The Laird of Matjiesfontein.
was born in 1857 at Reston Berwickshire, a
in the southeast of Scotland. He was the son of a minor Scottish
railway official who immediately after leaving school joined the
British Railway Company.
Jimmy at 15 years began his career as a booking
clerk at Reston but was compelled to improve his life. Two years later
he boarded the sailing vessel Rockhampton bound for Australia. On the
way the ship was engulfed in a storm and became waterlogged. This made
it necessary for the ship to seek refuge in Simons bay in South Africa.
Jimmy decide to leave the ship with only £5 in his pocket and
walk to Cape Town.
Using his previous experience he gained a job with the Cape Colonial Railways. Working as a porter he was paid a lowly 5 shillings a day. At the age of 20 he became the Stationmaster of the new Cape Town station. At 21 years he married a local girl Emma Haylett and was promoted to District Superintendent. The area he covered was between the Hex river and Prince Albert Road stationed at Touws Road. Jimmy lived near the railway line within reach of fresh water which he sold to railway passengers. He also built a mineral water factory and bottled soda water, lemonade and ginger ale for sale to thirsty travellers.
As an experienced railway man, Logan knew that every locomotive needed 250 000 litres of water to cross the Karoo.
Matjiesfontein was 55 kms up the line on the main route to the
diamond and gold fields of Kimberly. It was ideal for Jimmy to open a
station refreshment room to supplement his railway wages. Later he was
a licensee of the Railway owned Frere Hotel on the Touws river.
Shrewdly he decide to leave the Railways and take advantage of the
continual flow of ox cart and wagon travellers. With his wife and two
children he moved to Matjiesfontein.
Within a short time he gained the concession to open a refreshment room and bought a farm called Tweedside. He gradually bought the surrounding farms and was on the way to riches. Jimmy had health problems that had began to improve through the dry air and clear waters. With this in mind he opened the Matjiesfontein Health Spa and improved the area by importing London lampposts. He also planted trees and built fine fountains that along with his holiday resort attracted many important people creating a paradise in the desert.
Visitors included Cecil Rhodes, Edgar Wallace, Olive Schreiner, Randolph Churchill and Rudyard Kipling.

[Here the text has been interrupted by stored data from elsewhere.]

//! UDP transport carrying a `SEQ:<n>|` header that the peer must echo

use super::{
    payload::{decode_sequenced, encode_sequenced},
    with_deadline, ResponseCode, Transport, TransportResponse, TransportResult,
};
use crate::{
    error::{AppError, Result},
    types::ProtocolMode,
};
use async_trait::async_trait;
use std::{net::SocketAddr, time::Duration};
use tokio::net::{lookup_host, UdpSocket};

const MAX_DATAGRAM: usize = 65_536;

/// One ephemeral socket per attempt, so late replies cannot cross attempts
pub struct UdpTransport {
    host: String,
    port: u16,
    payload: Vec<u8>,
}

impl UdpTransport {
    pub fn new(host: &str, port: u16, payload: Vec<u8>) -> Self {
        Self {
            host: host.to_string(),
            port,
            payload,
        }
    }

    async fn resolve(&self) -> Result<SocketAddr> {
        lookup_host((self.host.as_str(), self.port))
            .await?
            .next()
            .ok_or_else(|| AppError::network(format!("No address found for {}", self.host)))
    }

    async fn exchange(&self, sequence: u32) -> Result<Vec<u8>> {
        let peer = self.resolve().await?;
        let local: SocketAddr = if peer.is_ipv4() {
            ([0, 0, 0, 0], 0).into()
        } else {
            ([0u16; 8], 0).into()
        };

        let socket = UdpSocket::bind(local).await?;
        socket.connect(peer).await?;
        socket.send(&encode_sequenced(sequence, &self.payload)).await?;

        let mut buffer = vec![0u8; MAX_DATAGRAM];
        let n = socket.recv(&mut buffer).await?;
        buffer.truncate(n);

        Ok(buffer)
    }
}

#[async_trait]
impl Transport for UdpTransport {
    async fn send_request(&self, attempt_number: u32, timeout: Duration) -> TransportResult {
        let datagram = with_deadline(timeout, self.exchange(attempt_number)).await?;
        let (echoed, body) = decode_sequenced(&datagram);

        Ok(TransportResponse::new(
            ResponseCode::Datagram {
                expected: attempt_number,
                echoed,
            },
            body.to_vec(),
        ))
    }

    fn protocol(&self) -> ProtocolMode {
        ProtocolMode::Udp
    }

    fn target(&self) -> String {
        format!("{}:{}", self.host, self.port)
    }
}

#[cfg(test)]
mod tests {
    use super::*;

    async fn responder<F>(reply: F) -> u16
    where
        F: Fn(&[u8]) -> Vec<u8> + Send + 'static,
    {
        let socket = UdpSocket::bind("127.0.0.1:0").await.unwrap();
        let port = socket.local_addr().unwrap().port();

        tokio::spawn(async move {
            let mut buf = vec![0u8; MAX_DATAGRAM];
            while let Ok((n, from)) = socket.recv_from(&mut buf).await {
                let _ = socket.send_to(&reply(&buf[..n]), from).await;
            }
        });

        port
    }

    #[tokio::test]
    async fn test_echo_returns_payload_and_sequence() {
        let port = responder(|d| d.to_vec()).await;
        let transport = UdpTransport::new("127.0.0.1", port, b"hello".to_vec());

        let response = transport.send_request(42, Duration::from_secs(2)).await.unwrap();

        assert_eq!(response.code, ResponseCode::Datagram { expected: 42, echoed: Some(42) });
        assert!(response.code.sequence_matches());
        assert_eq!(response.body, b"hello");
    }

    #[tokio::test]
    async fn test_wrong_sequence_is_reported() {
        let port = responder(|_| b"SEQ:7|hello".to_vec()).await;
        let transport = UdpTransport::new("127.0.0.1", port, b"hello".to_vec());

        let response = transport.send_request(3, Duration::from_secs(2)).await.unwrap();

        assert_eq!(response.code, ResponseCode::Datagram { expected: 3, echoed: Some(7) });
        assert!(!response.code.sequence_matches());
    }

    #[tokio::test]
    async fn test_missing_header_is_reported() {
        let port = responder(|_| b"pong".to_vec()).await;
        let transport = UdpTransport::new("127.0.0.1", port, b"hello".to_vec());

        let response = transport.send_request(3, Duration::from_secs(2)).await.unwrap();

        assert_eq!(response.code, ResponseCode::Datagram { expected: 3, echoed: None });
        assert_eq!(response.body, b"pong");
    }

    #[tokio::test]
    async fn test_silent_peer_times_out() {
        let socket = UdpSocket::bind("127.0.0.1:0").await.unwrap();
        let port = socket.local_addr().unwrap().port();

        let transport = UdpTransport::new("127.0.0.1", port, b"hello".to_vec());
        let result = transport.send_request(1, Duration::from_millis(100)).await;

        assert!(matches!(result.map_err(|e| e.error), Err(AppError::Timeout(_))));
        drop(socket);
    }
}
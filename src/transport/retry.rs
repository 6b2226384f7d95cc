//! Transport-level retry policy with exponential backoff

use crate::error::AppError;
use crate::models::{config::seconds, Config};
use std::time::Duration;

/// Statuses worth another try: throttling and transient gateway failures
pub const DEFAULT_RETRYABLE_STATUSES: [u16; 5] = [429, 500, 502, 503, 504];

/// Retry policy applied inside the HTTP transport
#[derive(Debug, Clone, PartialEq)]
pub struct RetryPolicy {
    /// Retries allowed after the first request
    pub max_retries: u32,
    /// Delay before the first retry; doubles for each subsequent one
    pub backoff_factor: Duration,
    /// Upper bound on a single backoff sleep
    pub max_backoff: Duration,
    /// Response statuses that trigger a retry
    pub retryable_statuses: Vec<u16>,
}

impl Default for RetryPolicy {
    fn default() -> Self {
        Self {
            max_retries: crate::defaults::DEFAULT_MAX_RETRIES,
            backoff_factor: seconds(crate::defaults::DEFAULT_BACKOFF_FACTOR),
            max_backoff: Duration::from_secs(5),
            retryable_statuses: DEFAULT_RETRYABLE_STATUSES.to_vec(),
        }
    }
}

impl From<&Config> for RetryPolicy {
    fn from(config: &Config) -> Self {
        Self {
            max_retries: config.max_retries,
            backoff_factor: seconds(config.backoff_factor),
            ..Default::default()
        }
    }
}

impl RetryPolicy {
    /// Policy that never retries
    pub fn none() -> Self {
        Self {
            max_retries: 0,
            ..Default::default()
        }
    }

    pub fn with_max_retries(mut self, max_retries: u32) -> Self {
        self.max_retries = max_retries;
        self
    }

    pub fn with_backoff(mut self, backoff_factor: Duration, max_backoff: Duration) -> Self {
        self.backoff_factor = backoff_factor;
        self.max_backoff = max_backoff;
        self
    }

    /// Whether a response status should be retried
    pub fn is_retryable_status(&self, status: u16) -> bool {
        self.retryable_statuses.contains(&status)
    }

    /// Whether a failed request should be retried
    ///
    /// Connection failures are retried. Timeouts are not: a timed-out
    /// request already consumed the whole attempt deadline.
    pub fn is_retryable_error(&self, error: &AppError) -> bool {
        matches!(error, AppError::Connection(_))
    }

    /// Whether another retry is allowed after `retries_done` retries
    pub fn can_retry(&self, retries_done: u32) -> bool {
        retries_done < self.max_retries
    }

    /// Sleep before retry number `retry` (1-based): `backoff_factor * 2^(retry-1)`
    pub fn backoff(&self, retry: u32) -> Duration {
        if retry == 0 {
            return Duration::ZERO;
        }

        let multiplier = 1u32 << (retry - 1).min(16);
        self.backoff_factor.saturating_mul(multiplier).min(self.max_backoff)
    }
}
//! Pre-flight TCP port reachability probe

use async_trait::async_trait;
use std::time::Duration;
use tokio::net::TcpStream;

/// Reachability check run before an attempt when dynamic port checking is on
#[async_trait]
pub trait PortProbe: Send + Sync {
    async fn is_port_open(&self, host: &str, port: u16, timeout: Duration) -> bool;
}

/// Probe that completes a TCP handshake and drops the connection
#[derive(Debug, Clone, Copy, Default)]
pub struct TcpPortProbe;

#[async_trait]
impl PortProbe for TcpPortProbe {
    async fn is_port_open(&self, host: &str, port: u16, timeout: Duration) -> bool {
        matches!(
            tokio::time::timeout(timeout, TcpStream::connect((host, port))).await,
            Ok(Ok(_))
        )
    }
}
//! HTTP GET transport with transport-level retries

use super::{ResponseCode, RetryPolicy, Transport, TransportError, TransportResponse, TransportResult};
use crate::{
    error::{AppError, Result},
    types::ProtocolMode,
};
use async_trait::async_trait;
use reqwest::{Client, Url};
use std::{net::Ipv6Addr, time::Duration};

/// HTTP transport over one pooled keep-alive client
pub struct HttpTransport {
    client: Client,
    url: Url,
    target: String,
    policy: RetryPolicy,
}

impl HttpTransport {
    pub fn new(host: &str, port: u16, path: &str, policy: RetryPolicy) -> Result<Self> {
        let url = Self::build_url(host, port, path)?;
        let client = Client::builder()
            .user_agent(format!("{}/{}", crate::PKG_NAME, crate::VERSION))
            .pool_max_idle_per_host(16)
            .tcp_nodelay(true)
            .build()
            .map_err(|e| AppError::network(format!("Failed to create HTTP client: {}", e)))?;

        Ok(Self {
            client,
            url,
            target: format!("{}:{}", host, port),
            policy,
        })
    }

    /// Base URL for the target, bracketing IPv6 literals
    pub fn build_url(host: &str, port: u16, path: &str) -> Result<Url> {
        let host = if host.parse::<Ipv6Addr>().is_ok() {
            format!("[{}]", host)
        } else {
            host.to_string()
        };

        Ok(Url::parse(&format!("http://{}:{}", host, port))?.join(path)?)
    }

    async fn get_once(&self, timeout: Duration) -> Result<(u16, Vec<u8>)> {
        let response = self
            .client
            .get(self.url.clone())
            .timeout(timeout)
            .send()
            .await?;

        let status = response.status().as_u16();
        let body = response.bytes().await?;

        Ok((status, body.to_vec()))
    }
}

#[async_trait]
impl Transport for HttpTransport {
    async fn send_request(&self, _attempt_number: u32, timeout: Duration) -> TransportResult {
        let mut retries = 0;

        loop {
            match self.get_once(timeout).await {
                Ok((status, _)) if self.policy.is_retryable_status(status) && self.policy.can_retry(retries) => {}
                Ok((status, body)) => {
                    return Ok(TransportResponse::new(ResponseCode::Http(status), body).with_retries(retries));
                }
                Err(error) if self.policy.is_retryable_error(&error) && self.policy.can_retry(retries) => {}
                Err(error) => return Err(TransportError::from(error).with_retries(retries)),
            }

            retries += 1;
            tokio::time::sleep(self.policy.backoff(retries)).await;
        }
    }

    fn protocol(&self) -> ProtocolMode {
        ProtocolMode::Http
    }

    fn target(&self) -> String {
        self.target.clone()
    }
}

His own house was the first to install a wind powered electric generator and flush toilet. He had a telephone connection between his house and farm the longest in South Africa. Jimmy also organised the first international South Africa cricket game which began the country’s lover fare with the game.
James Logan of Reston became known as The Laird of Matjiesfontein the owner of 100,000 acres of land. At the age of 37 he became a member of Parliament of Cape Town serving in both upper and lower houses.
When the Boar War broke out Matjiesfontein became a British military stronghold where 10,000 troops and 20,000 horses were established on the outskirts of the town. An officers convalescent home was established in his Milner Hotel with its three observation turrets.
Slowly, in the passage of time Matjiesfontein became less fashionable and drifted into shabby obscurity.
Jimmy Died in 1920 at the age of 63 a spectator to the decline of his town. The people of South Africa remembered when John Merriman became Prime Minister (1908 - 1910) he said : "I wish there were ten thousand Logan’s in South Africa. He has courage to take decisions and stand by them!"
The area is now under new developments and the Lord Milner Hotel stands just as elegant. Next to the hotel is the Lairds Arms adorned in Victorian style. The Tweedside lodge is the home of Jimmy’s descendant. Matjiesfontein is imbued by the Logan spirit and has set the course for expansion in the dry champagne air.